Flowchart for decellularization process.

Figure 3

Visualization of cartilage tissue by histology. (a) Nondecellularized porcine cartilage stained with H&E, 10× transverse image. (b) H&E stain on final decellularized cartilage, transverse image. (c) Hoechst stain to fluorescently visualize DNA (blue). Arrows indicate nuclei. (d) Hoechst stain shows absence of DNA after decellularization process (see absence of blue). Scale bar = 100 µm for (a,b); scale bar = 50 µm for (c,d).

Figure 4

DNA content before, during sequential stages, and after decellularization process. DNA was extracted and quantified spectrophotometrically. Quantitative measurements of DNA within scaffolds before, during, and after decellularization process indicated that residual DNA was at approximately 24.76%, 2.63%, 0.66%, and finally 0.22% of the original content. Error bars: Mean ± standard error of the mean. N = 6.

Figure 5

Visualization of cartilage by scanning electron microscopy. (a) Cartilage prior to treatment; (b) higher magnification of cartilage prior to treatment, where the tissue appears smooth and intact; (c) final decellularized cartilage disc; (d) higher magnification of decellularized cartilage disc. Appearance after decellularization indicates a rough surface with increased surface area and exposed collagen fibrillar networks.

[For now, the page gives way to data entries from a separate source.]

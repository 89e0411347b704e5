//! Integration Tests Module
//!
//! End-to-end tests for the pilot engine: single epoch ticks against
//! scripted chat models, a full multi-epoch session walkthrough, and the
//! degradation ladder when models misbehave.


// Multi-epoch session lifecycle tests
mod session_test;

// Planner and generator degradation tests
mod degradation_test;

Scale bars = 20 µm.

Figure 6

Collagenous composition of the decellularized scaffold. Blue bars show the collagens present in cartilage prior to the decellularization process, and red bars show composition of the scaffold after the decellularization process. The length of the bars to the left and right corresponds to abundance of the specific collagens. Collagen alpha chains are listed in the order of decreasing prevalence within native cartilage. The resulting decellularized scaffold (red) contained COL2A1, COL1A1, COL6A3, COL1A2, COL11A2, COL11A1, COL4A5, COL3A1, COL5A2, COL16A1, COL5A1, COL4A2, COL4A3, COL5A3, COL27A1, COL13A1, COL4A1, COL12A1, and COL17A1. Minor contributions of COL7A1, COL22A1, COL28A1, COL4A4, COL9A2, COL6A2, COL14A1, COL8A2, COL18A1, COL23A1, COL6A6, and COL20A1 were detected after decellularization. Horizontal axes values represent the sum of peptide spectrum matches (PSM), the total number of identified peptides for each collagen as an indication of quantity.

Figure 7

Scanning electron micrographs of C28/I2 chondrocyte cells on decellularized scaffold. (a) Cells attached to scaffold after 1 week in culture. (b) Cells on scaffold after 8 months in culture. Scale bar = 20 µm.

Figure 8

Analysis of variance of difference to determine most suitable housekeeping genes. Candidate housekeeping genes were considered in a pairwise fashion to determine which ones were the most consistently expressed independent of experimental condition within this study. GAPDH and HPRT1 displayed the minimum variance of difference over all experimental conditions and timepoints.

Figure 9

Correlation analysis of gene expression during growth on tissue culture plastic and cartilage scaffold. C28/I2 cells were grown under conventional conditions on tissue culture plastic for one week (a) and compared to cells grown on cartilage scaffold for 7 days (b). The diagonal line in (a,b) indicates the trend expected if there was no change between conditions; day 0 versus day 7 on tissue culture plastic in (a) and day 7 on tissue culture plastic versus day 7 on cartilage scaffold in (b). Data points above the line reflect genes expressed at higher levels on the cartilage scaffold compared to plastic. Data points below the line indicate genes that were expressed at higher levels on plastic compared to the cartilage scaffold. Data points that fall on the line were not changed.

Figure 10

Gene expression of markers in C28/I2 cells. Gene expression for extracellular matrix, cell adhesion molecules, and cell–cell attachment proteins was measured by quantitative real-time PCR. The venn diagram clusters genes with respect to upregulation in cells grown on conventional tissue culture plastic shown in yellow, in cells grown on the decellularized cartilage scaffold shown in pink. Genes that were upregulated under both conditions are shown in the orange overlap region of the Venn diagram.